Once the bag has arrived, get a tank to put the crickets into. At this point it should be completely empty.

 

Hold the bag upright (but closed!) and give it a shake to make sure any crickets attached to the sides fall to the bottom of the bag. Carefully open the bag; there should be egg cartons or balls of newspaper in the bag, which are likely to have crickets on them. Remove these one by one whilst holding the bag over the tank that the crickets will be going into.

 

 

Place this in the tank, and repeat until all of the egg cartons or newspaper has been removed. At this point you should only have crickets and possibly bran in the bottom of the bag:

 

 

Give the bag another shake to get the crickets to the bottom of the bag again. Pour the contents of the bag into the tank, including the bran (this will give the crickets some dry food to eat in addition to the fishfood and wet food that they need)

 

Once all of the loose bran and crickets are in the tank, hold the bag vertically upside down over the tank and - starting at the highest point - begin to flick the bag to knock any crickets attached to the bag into the tank. It is possible to skip a few steps and just pour the crickets in together with the egg cartons or newspaper, but you run the risk of crickets escaping or being crushed by falling egg carton.

 

 

Once all of the crickets are in the tank, carefully tilt it to around 45 degrees to make everything slide to one end. Add a shallow dish with a wet paper towel and some greens / fruit / squash to the higher end. Add fishfood to the lower end. Tilting the tank ensures no crickets will be trapped or squashed under the bowl, and makes it easier to separate the "wet" and "dry" sides of the tank, if that's the method you use.

 

This is the final result - 500 Brown Field Crickets safely in their tank ready to be gutloaded, and not a single escapee:

 

 

 

 

 

 

Getting the crickets safely out of the tank, dusting them if required, and then feeding them to your dragon can seem a little daunting if you don't like insects.
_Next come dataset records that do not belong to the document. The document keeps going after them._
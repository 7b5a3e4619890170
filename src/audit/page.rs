//! Page-level audit: runs every checker over one page snapshot and turns
//! findings into [`L10nError`] records.

use crate::audit::metrics::AuditMetrics;
use crate::checks::currency::{
    separator_usage, validate_currency, CurrencyCheckResult, SeparatorUsage,
};
use crate::checks::date::{extract_dates, validate_date, DateCheckResult};
use crate::checks::text::{
    analyze_page_language, calculate_keyword_coverage, check_element_overflow,
    check_expected_keywords, check_text_direction, check_text_length,
    find_untranslated_english_text, DirectionCheckResult, ElementMeasurement, LanguageAnalysis,
    TextLengthResult, TextLengthStatus, TextOverflowResult,
};
use crate::error::{error_type, L10nError, Result, Severity};
use crate::locale::LanguageTable;
use serde::{Deserialize, Serialize};
use std::collections::{BTreeMap, HashSet};
use tracing::{debug, info, warn};

/// Price strings longer than this are page text, not prices.
pub const DEFAULT_MAX_PRICE_LENGTH: usize = 50;

/// What happens to advisory findings (currency mismatch, date pattern).
#[derive(Debug, Clone, Copy, PartialEq, Eq, Default, Serialize, Deserialize)]
#[serde(rename_all = "SCREAMING_SNAKE_CASE")]
pub enum WarningPolicy {
    /// Warnings stay on the result records only.
    #[default]
    Lenient,
    /// Warnings are also appended to the error collection.
    Strict,
}

/// Content extracted from a rendered page by an external driver.
#[derive(Debug, Clone, Default, PartialEq, Serialize, Deserialize)]
#[serde(rename_all = "camelCase")]
pub struct PageSnapshot {
    pub url: String,
    #[serde(default)]
    pub body_text: String,
    #[serde(default)]
    pub prices: Vec<String>,
    #[serde(default)]
    pub elements: Vec<ElementMeasurement>,
    /// Visible texts of headings, links, buttons and labels.
    #[serde(default)]
    pub texts: Vec<String>,
    /// `dir` attribute of the root element.
    #[serde(default)]
    pub html_dir: Option<String>,
    #[serde(default)]
    pub body_dir: Option<String>,
}

#[derive(Debug, Clone, PartialEq, Eq, Serialize)]
#[serde(rename_all = "camelCase")]
pub struct KeywordPresence {
    pub keyword: String,
    pub found: bool,
}

/// Everything the checkers reported for one page.
#[derive(Debug, Clone, PartialEq, Serialize)]
#[serde(rename_all = "camelCase")]
pub struct PageAudit {
    pub url: String,
    pub language_code: String,
    pub prices: Vec<CurrencyCheckResult>,
    pub decimal_separators: SeparatorUsage,
    pub dates: Vec<DateCheckResult>,
    pub keywords: Vec<KeywordPresence>,
    pub keyword_coverage: f64,
    pub untranslated: Vec<String>,
    pub lengths: Vec<TextLengthResult>,
    pub overflows: Vec<TextOverflowResult>,
    /// `None` when the snapshot carries no `dir` attributes.
    pub direction: Option<DirectionCheckResult>,
    /// `None` when the snapshot carries no element texts.
    pub language: Option<LanguageAnalysis>,
    /// Errors this audit appended to the caller's collection.
    pub errors_recorded: usize,
}

impl PageAudit {
    pub fn invalid_price_count(&self) -> usize {
        self.prices.iter().filter(|r| !r.is_valid).count()
    }

    pub fn invalid_date_count(&self) -> usize {
        self.dates.iter().filter(|r| !r.is_valid).count()
    }

    pub fn missing_keyword_count(&self) -> usize {
        self.keywords.iter().filter(|k| !k.found).count()
    }

    pub fn overflow_count(&self) -> usize {
        self.overflows.iter().filter(|o| o.is_overflowing).count()
    }
}

/// Count errors per severity. Every severity is present, zero or not.
pub fn severity_counts(errors: &[L10nError]) -> BTreeMap<Severity, usize> {
    let mut counts: BTreeMap<Severity, usize> = Severity::ALL.iter().map(|s| (*s, 0)).collect();
    for error in errors {
        *counts.entry(error.severity()).or_insert(0) += 1;
    }
    counts
}

/// Audits page snapshots against a decision table.
pub struct PageAuditor<'a> {
    table: &'a LanguageTable,
    policy: WarningPolicy,
    max_price_length: usize,
    metrics: AuditMetrics,
}

/// Appends errors tagged with the page and language under test.
struct ErrorSink<'e> {
    errors: &'e mut Vec<L10nError>,
    language_code: &'e str,
    url: &'e str,
    recorded: usize,
}

impl ErrorSink<'_> {
    fn push(&mut self, error_type: &str, title: &str, description: String) {
        let error = L10nError::new(error_type, title, description, self.url)
            .for_language(self.language_code);
        debug!(error = %error, severity = %error.severity(), "Recorded l10n error");
        self.errors.push(error);
        self.recorded += 1;
    }
}
pub(crate) const BUILTIN_LANGUAGES: &[BuiltinRow] = &[
    BuiltinRow {
        code: "ko",
        name: "한국어",
        primary: "₩",
        secondary: "원",
        default: Some("€"),
        date_pattern: r"\d{4}[/.-]\d{1,2}[/.-]\d{1,2}",
        decimal: ",",
        thousand: ".",
        keywords: &["장바구니에 담기", "홈", "의류", "액세서리", "검색", "로그인", "장바구니"],
    },
    BuiltinRow {
        code: "bs",
        name: "Bosanski",
        primary: "KM",
        secondary: "BAM",
        default: Some("€"),
        date_pattern: DMY_DOT,
        decimal: ",",
        thousand: ".",
        keywords: &["Dodaj u korpu", "Početna", "Odjeća", "Dodaci", "Pretraga", "Prijava", "Korpa"],
    },
    BuiltinRow {
        code: "ca",
        name: "Català",
        primary: "€",
        secondary: "€",
        default: Some("€"),
        date_pattern: DMY_SLASH,
        decimal: ",",
        thousand: ".",
        keywords: &["Afegir al carret", "Inici", "Roba", "Accessoris", "Cercar", "Iniciar sessió", "Carret"],
    },
    BuiltinRow {
        code: "da",
        name: "Dansk",
        primary: "kr",
        secondary: "DKK",
        default: Some("€"),
        date_pattern: DMY_DASH,
        decimal: ",",
        thousand: ".",
        keywords: &["Læg i kurv", "Hjem", "Tøj", "Tilbehør", "Søg", "Log ind", "Kurv"],
    },
    BuiltinRow {
        code: "de",
        name: "Deutsch",
        primary: "€",
        secondary: "€",
        default: Some("€"),
        date_pattern: DMY_DOT,
        decimal: ",",
        thousand: ".",
        keywords: &["In den Warenkorb", "Startseite", "Kleidung", "Zubehör", "Suchen", "Anmelden", "Warenkorb"],
    },
    BuiltinRow {
        code: "en",
        name: "English",
        primary: "$",
        secondary: "£",
        default: None,
        date_pattern: DMY_SLASH,
        decimal: ".",
        thousand: ",",
        keywords: &["Add to cart", "Home", "Clothes", "Accessories", "Search", "Sign in", "Cart"],
    },
    BuiltinRow {
        code: "es",
        name: "Español",
        primary: "€",
        secondary: "€",
        default: Some("€"),
        date_pattern: DMY_SLASH,
        decimal: ",",
        thousand: ".",
        keywords: &["Añadir al carrito", "Inicio", "Ropa", "Accesorios", "Buscar", "Iniciar sesión", "Carrito"],
    },
    BuiltinRow {
        code: "mx",
        name: "Español MX",
        primary: "$",
        secondary: "MXN",
        default: Some("€"),
        date_pattern: DMY_SLASH,
        decimal: ".",
        thousand: ",",
        keywords: &["Añadir al carrito", "Inicio", "Ropa", "Accesorios", "Buscar", "Iniciar sesión", "Carrito"],
    },
    BuiltinRow {
        code: "et",
        name: "Eesti keel",
        primary: "€",
        secondary: "€",
        default: Some("€"),
        date_pattern: DMY_DOT,
        decimal: ",",
        thousand: " ",
        keywords: &["Lisa korvi", "Avaleht", "Riided", "Aksessuaarid", "Otsi", "Logi sisse", "Korv"],
    },
    BuiltinRow {
        code: "fr",
        name: "Français",
        primary: "€",
        secondary: "€",
        default: Some("€"),
        date_pattern: DMY_SLASH,
        decimal: ",",
        thousand: " ",
        keywords: &["Ajouter au panier", "Accueil", "Vêtements", "Accessoires", "Rechercher", "Connexion", "Panier"],
    },
    BuiltinRow {
        code: "qc",
        name: "Français CA",
        primary: "$",
        secondary: "CAD",
        default: Some("€"),
        date_pattern: YMD_DASH,
        decimal: ",",
        thousand: " ",
        keywords: &["Ajouter au panier", "Accueil", "Vêtements", "Accessoires", "Rechercher", "Connexion", "Panier"],
    },
    BuiltinRow {
        code: "gl",
        name: "Galego",
        primary: "€",
        secondary: "€",
        default: Some("€"),
        date_pattern: DMY_SLASH,
        decimal: ",",
        thousand: ".",
        keywords: &["Engadir ao carro", "Inicio", "Roupa", "Accesorios", "Buscar", "Iniciar sesión", "Carro"],
    },
    BuiltinRow {
        code: "hr",
        name: "Hrvatski",
        primary: "€",
        secondary: "kn",
        default: Some("€"),
        date_pattern: DMY_DOT,
        decimal: ",",
        thousand: ".",
        keywords: &["Dodaj u košaricu", "Početna", "Odjeća", "Dodaci", "Traži", "Prijava", "Košarica"],
    },
    BuiltinRow {
        code: "id",
        name: "Indonesia",
        primary: "Rp",
        secondary: "IDR",
        default: Some("€"),
        date_pattern: DMY_SLASH,
        decimal: ",",
        thousand: ".",
        keywords: &["Tambah ke keranjang", "Beranda", "Pakaian", "Aksesoris", "Cari", "Masuk", "Keranjang"],
    },
    BuiltinRow {
        code: "it",
        name: "Italiano",
        primary: "€",
        secondary: "€",
        default: Some("€"),
        date_pattern: DMY_SLASH,
        decimal: ",",
        thousand: ".",
        keywords: &["Aggiungi al carrello", "Home", "Abbigliamento", "Accessori", "Cerca", "Accedi", "Carrello"],
    },
    BuiltinRow {
        code: "lv",
        name: "Latviešu",
        primary: "€",
        secondary: "€",
        default: Some("€"),
        date_pattern: DMY_DOT,
        decimal: ",",
        thousand: " ",
        keywords: &["Pievienot grozam", "Sākums", "Apģērbs", "Aksesuāri", "Meklēt", "Pieslēgties", "Grozs"],
    },
    BuiltinRow {
        code: "hu",
        name: "Magyar",
        primary: "Ft",
        secondary: "HUF",
        default: Some("€"),
        date_pattern: r"\d{4}\.\d{1,2}\.\d{1,2}",
        decimal: ",",
        thousand: " ",
        keywords: &["Kosárba", "Főoldal", "Ruházat", "Kiegészítők", "Keresés", "Bejelentkezés", "Kosár"],
    },
    BuiltinRow {
        code: "nl",
        name: "Nederlands",
        primary: "€",
        secondary: "€",
        default: Some("€"),
        date_pattern: DMY_DASH,
        decimal: ",",
        thousand: ".",
        keywords: &["In winkelwagen", "Home", "Kleding", "Accessoires", "Zoeken", "Inloggen", "Winkelwagen"],
    },
    BuiltinRow {
        code: "no",
        name: "Norsk",
        primary: "kr",
        secondary: "NOK",
        default: Some("€"),
        date_pattern: DMY_DOT,
        decimal: ",",
        thousand: " ",
        keywords: &["Legg i handlekurv", "Hjem", "Klær", "Tilbehør", "Søk", "Logg inn", "Handlekurv"],
    },
    BuiltinRow {
        code: "pl",
        name: "Polski",
        primary: "zł",
        secondary: "PLN",
        default: Some("€"),
        date_pattern: DMY_DOT,
        decimal: ",",
        thousand: " ",
        keywords: &["Dodaj do koszyka", "Strona główna", "Ubrania", "Akcesoria", "Szukaj", "Zaloguj się", "Koszyk"],
    },
    BuiltinRow {
        code: "pt",
        name: "Português",
        primary: "€",
        secondary: "€",
        default: Some("€"),
        date_pattern: DMY_SLASH,
        decimal: ",",
        thousand: ".",
        keywords: &["Adicionar ao carrinho", "Início", "Roupas", "Acessórios", "Pesquisar", "Entrar", "Carrinho"],
    },
    BuiltinRow {
        code: "br",
        name: "Português BR",
        primary: "R$",
        secondary: "BRL",
        default: Some("€"),
        date_pattern: DMY_SLASH,
        decimal: ",",
        thousand: ".",
        keywords: &["Adicionar ao carrinho", "Início", "Roupas", "Acessórios", "Pesquisar", "Entrar", "Carrinho"],
    },
    BuiltinRow {
        code: "ro",
        name: "Română",
        primary: "lei",
        secondary: "RON",
        default: Some("€"),
        date_pattern: DMY_DOT,
        decimal: ",",
        thousand: ".",
        keywords: &["Adaugă în coș", "Acasă", "Îmbrăcăminte", "Accesorii", "Căutare", "Autentificare", "Coș"],
    },
    BuiltinRow {
        code: "sq",
        name: "Shqip",
        primary: "L",
        secondary: "ALL",
        default: Some("€"),
        date_pattern: DMY_DOT,
        decimal: ",",
        thousand: " ",
        keywords: &["Shto në shportë", "Ballina", "Veshje", "Aksesorë", "Kërko", "Hyr", "Shporta"],
    },
    BuiltinRow {
        code: "sk",
        name: "Slovenčina",
        primary: "€",
        secondary: "€",
        default: Some("€"),
        date_pattern: DMY_DOT,
        decimal: ",",
        thousand: " ",
        keywords: &["Pridať do košíka", "Domov", "Oblečenie", "Doplnky", "Hľadať", "Prihlásiť sa", "Košík"],
    },
    BuiltinRow {
        code: "sr",
        name: "Srpski",
        primary: "RSD",
        secondary: "дин",
        default: Some("€"),
        date_pattern: DMY_DOT,
        decimal: ",",
        thousand: ".",
        keywords: &["Dodaj u korpu", "Početna", "Odeća", "Dodaci", "Pretraga", "Prijava", "Korpa"],
    },
    BuiltinRow {
        code: "fi",
        name: "Suomi",
        primary: "€",
        secondary: "€",
        default: Some("€"),
        date_pattern: DMY_DOT,
        decimal: ",",
        thousand: " ",
        keywords: &["Lisää ostoskoriin", "Etusivu", "Vaatteet", "Asusteet", "Haku", "Kirjaudu", "Ostoskori"],
    },
    BuiltinRow {
        code: "sv",
        name: "Svenska",
        primary: "kr",
        secondary: "SEK",
        default: Some("€"),
        date_pattern: YMD_DASH,
        decimal: ",",
        thousand: " ",
        keywords: &["Lägg i kundvagn", "Hem", "Kläder", "Tillbehör", "Sök", "Logga in", "Kundvagn"],
    },
    BuiltinRow {
        code: "tr",
        name: "Türkçe",
        primary: "₺",
        secondary: "TL",
        default: Some("€"),
        date_pattern: DMY_DOT,
        decimal: ",",
        thousand: ".",
        keywords: &["Sepete ekle", "Ana Sayfa", "Giyim", "Aksesuar", "Ara", "Giriş yap", "Sepet"],
    },
    BuiltinRow {
        code: "lt",
        name: "Lietuvių",
        primary: "€",
        secondary: "€",
        default: Some("€"),
        date_pattern: YMD_DASH,
        decimal: ",",
        thousand: " ",
        keywords: &["Į krepšelį", "Pradžia", "Drabužiai", "Aksesuarai", "Ieškoti", "Prisijungti", "Krepšelis"],
    },
    BuiltinRow {
        code: "sl",
        name: "Slovenščina",
        primary: "€",
        secondary: "€",
        default: Some("€"),
        date_pattern: DMY_DOT,
        decimal: ",",
        thousand: ".",
        keywords: &["Dodaj v košarico", "Domov", "Oblačila", "Dodatki", "Išči", "Prijava", "Košarica"],
    },
    BuiltinRow {
        code: "vi",
        name: "Tiếng Việt",
        primary: "₫",
        secondary: "đ",
        default: Some("VND"),
        date_pattern: DMY_SLASH,
        decimal: ",",
        thousand: ".",
        keywords: &["Thêm vào giỏ", "Trang chủ", "Quần áo", "Phụ kiện", "Tìm kiếm", "Đăng nhập", "Giỏ hàng"],
    },
    BuiltinRow {
        code: "cs",
        name: "Čeština",
        primary: "Kč",
        secondary: "CZK",
        default: Some("€"),
        date_pattern: DMY_DOT,
        decimal: ",",
        thousand: " ",
        keywords: &["Přidat do košíku", "Domů", "Oblečení", "Doplňky", "Hledat", "Přihlásit se", "Košík"],
    },
    BuiltinRow {
        code: "el",
        name: "Ελληνικά",
        primary: "€",
        secondary: "€",
        default: Some("€"),
        date_pattern: DMY_SLASH,
        decimal: ",",
        thousand: ".",
        keywords: &["Προσθήκη στο καλάθι", "Αρχική", "Ρούχα", "Αξεσουάρ", "Αναζήτηση", "Σύνδεση", "Καλάθι"],
    },
    BuiltinRow {
        code: "uk",
        name: "Українська",
        primary: "₴",
        secondary: "грн",
        default: Some("€"),
        date_pattern: DMY_DOT,
        decimal: ",",
        thousand: " ",
        keywords: &["Додати до кошика", "Головна", "Одяг", "Аксесуари", "Пошук", "Увійти", "Кошик"],
    },
    BuiltinRow {
        code: "ru",
        name: "Русский",
        primary: "₽",
        secondary: "руб",
        default: Some("€"),
        date_pattern: DMY_DOT,
        decimal: ",",
        thousand: " ",
        keywords: &["В корзину", "Главная", "Одежда", "Аксессуары", "Поиск", "Войти", "Корзина"],
    },
    BuiltinRow {
        code: "bg",
        name: "Български",
        primary: "лв",
        secondary: "BGN",
        default: Some("€"),
        date_pattern: DMY_DOT,
        decimal: ",",
        thousand: " ",
        keywords: &["Добави в кошницата", "Начало", "Дрехи", "Аксесоари", "Търсене", "Вход", "Кошница"],
    },
    BuiltinRow {
        code: "mk",
        name: "Македонски",
        primary: "ден",
        secondary: "MKD",
        default: Some("€"),
        date_pattern: DMY_DOT,
        decimal: ",",
        thousand: ".",
        keywords: &["Додај во кошничка", "Почетна", "Облека", "Додатоци", "Барај", "Најава", "Кошничка"],
    },
    BuiltinRow {
        code: "he",
        name: "עברית",
        primary: "₪",
        secondary: "ש״ח",
        default: Some("€"),
        date_pattern: DMY_SLASH,
        decimal: ".",
        thousand: ",",
        keywords: &["הוסף לסל", "דף הבית", "בגדים", "אביזרים", "חיפוש", "התחברות", "סל קניות"],
    },
    BuiltinRow {
        code: "fa",
        name: "فارسی",
        primary: "﷼",
        secondary: "ریال",
        default: Some("€"),
        date_pattern: r"\d{4}/\d{1,2}/\d{1,2}",
        decimal: ".",
        thousand: ",",
        keywords: &["افزودن به سبد", "خانه", "لباس", "لوازم جانبی", "جستجو", "ورود", "سبد خرید"],
    },
    BuiltinRow {
        code: "hi",
        name: "हिन्दी",
        primary: "₹",
        secondary: "रु",
        default: Some("€"),
        date_pattern: DMY_SLASH,
        decimal: ".",
        thousand: ",",
        keywords: &["कार्ट में जोड़ें", "होम", "कपड़े", "सहायक उपकरण", "खोजें", "लॉग इन", "कार्ट"],
    },
    BuiltinRow {
        code: "bn",
        name: "বাংলা",
        primary: "৳",
        secondary: "টাকা",
        default: Some("€"),
        date_pattern: DMY_SLASH,
        decimal: ".",
        thousand: ",",
        keywords: &["কার্টে যোগ করুন", "হোম", "পোশাক", "আনুষাঙ্গিক", "অনুসন্ধান", "লগইন", "কার্ট"],
    },
    BuiltinRow {
        code: "ar",
        name: "العربية",
        primary: "د.إ",
        secondary: "ر.س",
        default: Some("€"),
        date_pattern: DMY_SLASH,
        decimal: ".",
        thousand: ",",
        keywords: &["أضف إلى السلة", "الرئيسية", "ملابس", "إكسسوارات", "بحث", "تسجيل الدخول", "السلة"],
    },
    BuiltinRow {
        code: "ja",
        name: "日本語",
        primary: "¥",
        secondary: "円",
        default: Some("€"),
        date_pattern: r"\d{4}[/年]\d{1,2}[/月]\d{1,2}",
        decimal: ".",
        thousand: ",",
        keywords: &["カートに入れる", "ホーム", "服", "アクセサリー", "検索", "ログイン", "カート"],
    },
    BuiltinRow {
        code: "zh",
        name: "简体中文",
        primary: "¥",
        secondary: "元",
        default: Some("€"),
        date_pattern: r"\d{4}[/年-]\d{1,2}[/月-]\d{1,2}",
        decimal: ".",
        thousand: ",",
        keywords: &["加入购物车", "首页", "服装", "配饰", "搜索", "登录", "购物车"],
    },
    BuiltinRow {
        code: "tw",
        name: "繁體中文",
        primary: "NT$",
        secondary: "$",
        default: Some("€"),
        date_pattern: r"\d{4}[/年-]\d{1,2}[/月-]\d{1,2}",
        decimal: ".",
        thousand: ",",
        keywords: &["加入購物車", "首頁", "服飾", "配件", "搜尋", "登入", "購物車"],
    },
];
Here's how we do it to minimise contact with the insects.

 

Firstly, open the cage and pick up an egg carton with crickets on it. If there are too many on the egg carton, gently shake it whilst still inside the tank until you have roughly the number you want to feed. As long as you are fairly quick, the crickets will stay on the egg carton and not come onto your hands.

 

 

Put the egg carton with crickets on into the top of a clean plastic bag.

 

 

Shake both the egg carton and the bag. This will detach the crickets and they will fall into the bottom of the bag. Put the egg carton back into the tank. If you need more crickets, simply repeat the process using another egg carton. The crickets will now be trapped at the bottom the plastic bag.

 

If your dragon has trouble catching the crickets, seal the bag and place it in the fridge for 5-10 minutes to slow the crickets down and give your Dragon an advantage.

 

Add Vitamin or Calcium powder if required (see Caresheet for our recommended supplementation schedule). A little bit of powder can be added directly to the bag:

 

 

Close the top of the bag and gently shake to cover the crickets in dust.

 

Pour the entire contents of the bag into the cage. We use shallow plastic plant pot trays to make it easier to clean any excess dust out of the cage. Powder that has been used tends to be slightly damp so don't add it back to the pot. Powder will usually keep for up to 48 hours in the dusting bag, so you can reuse it for several feeds.